[Opening Stored data section]

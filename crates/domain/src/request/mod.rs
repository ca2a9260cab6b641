//! Request specification types
//!
//! A `RequestSpec` describes one outbound HTTP call declaratively:
//! method, target URL, query parameters, headers, and body. A spec is
//! built once per test case and never mutated afterwards.

mod body;
mod method;
mod query;

pub use body::{RequestBody, RequestBodyKind};
pub use method::HttpMethod;
pub use query::{QueryParam, QueryParams};

use serde::{Deserialize, Serialize};
use url::Url;

use crate::error::{DomainError, DomainResult};

/// Default per-request timeout in milliseconds.
pub const DEFAULT_TIMEOUT_MS: u64 = 10_000;

/// A single HTTP header name/value pair.
#[derive(Debug, Clone, PartialEq, Eq, Serialize, Deserialize)]
pub struct Header {
    /// Header name.
    pub name: String,
    /// Header value.
    pub value: String,
}

impl Header {
    /// Creates a new header.
    #[must_use]
    pub fn new(name: impl Into<String>, value: impl Into<String>) -> Self {
        Self {
            name: name.into(),
            value: value.into(),
        }
    }
}

/// Declarative description of one HTTP request.
///
/// Each test case owns exactly one spec; the harness turns it into a
/// single outbound call.
#[derive(Debug, Clone, PartialEq, Eq, Serialize, Deserialize)]
pub struct RequestSpec {
    /// HTTP method to use.
    pub method: HttpMethod,
    /// Target URL, without query parameters.
    pub url: String,
    /// Query parameters appended to the URL.
    #[serde(default)]
    pub query: QueryParams,
    /// Request headers.
    #[serde(default)]
    pub headers: Vec<Header>,
    /// Request body.
    #[serde(default)]
    pub body: RequestBody,
    /// Request timeout in milliseconds.
    #[serde(default = "default_timeout_ms")]
    pub timeout_ms: u64,
}

const fn default_timeout_ms() -> u64 {
    DEFAULT_TIMEOUT_MS
}

impl RequestSpec {
    /// Creates a new spec for the given method and URL.
    #[must_use]
    pub fn new(method: HttpMethod, url: impl Into<String>) -> Self {
        Self {
            method,
            url: url.into(),
            query: QueryParams::new(),
            headers: Vec::new(),
            body: RequestBody::none(),
            timeout_ms: DEFAULT_TIMEOUT_MS,
        }
    }

    /// Creates a GET spec.
    #[must_use]
    pub fn get(url: impl Into<String>) -> Self {
        Self::new(HttpMethod::Get, url)
    }

    /// Creates a POST spec.
    #[must_use]
    pub fn post(url: impl Into<String>) -> Self {
        Self::new(HttpMethod::Post, url)
    }

    /// Creates a PUT spec.
    #[must_use]
    pub fn put(url: impl Into<String>) -> Self {
        Self::new(HttpMethod::Put, url)
    }

    /// Creates a PATCH spec.
    #[must_use]
    pub fn patch(url: impl Into<String>) -> Self {
        Self::new(HttpMethod::Patch, url)
    }

    /// Creates a DELETE spec.
    #[must_use]
    pub fn delete(url: impl Into<String>) -> Self {
        Self::new(HttpMethod::Delete, url)
    }

    /// Appends a query parameter.
    #[must_use]
    pub fn with_query(mut self, key: impl Into<String>, value: impl Into<String>) -> Self {
        self.query.add(QueryParam::new(key, value));
        self
    }

    /// Appends a header.
    #[must_use]
    pub fn with_header(mut self, name: impl Into<String>, value: impl Into<String>) -> Self {
        self.headers.push(Header::new(name, value));
        self
    }

    /// Sets the request body.
    #[must_use]
    pub fn with_body(mut self, body: RequestBody) -> Self {
        self.body = body;
        self
    }

    /// Overrides the request timeout.
    #[must_use]
    pub const fn with_timeout_ms(mut self, timeout_ms: u64) -> Self {
        self.timeout_ms = timeout_ms;
        self
    }

    /// Returns the full URL with query parameters appended.
    ///
    /// Parameters already present in `url` are kept; declared query
    /// parameters are percent-encoded and appended after them.
    ///
    /// # Errors
    /// Returns `DomainError::InvalidUrl` if the base URL cannot be
    /// parsed.
    pub fn full_url(&self) -> DomainResult<String> {
        let mut url = Url::parse(&self.url)
            .map_err(|e| DomainError::InvalidUrl(format!("{e}: {}", self.url)))?;
        if !self.query.is_empty() {
            let mut pairs = url.query_pairs_mut();
            for param in self.query.iter() {
                pairs.append_pair(&param.key, &param.value);
            }
        }
        Ok(url.into())
    }

    /// Returns the effective content type of the request, if any.
    ///
    /// An explicit `Content-Type` header wins over the body's type.
    #[must_use]
    pub fn content_type(&self) -> Option<&str> {
        self.headers
            .iter()
            .find(|h| h.name.eq_ignore_ascii_case("content-type"))
            .map(|h| h.value.as_str())
            .or_else(|| self.body.content_type())
    }
}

[Closing Stored data section]

** Exercise instructions **
Search the entries above for "RequestSpec". Return every line that has it.

** Exercise output **
//! A `RequestSpec` describes one outbound HTTP call declaratively:
pub struct RequestSpec {
impl RequestSpec {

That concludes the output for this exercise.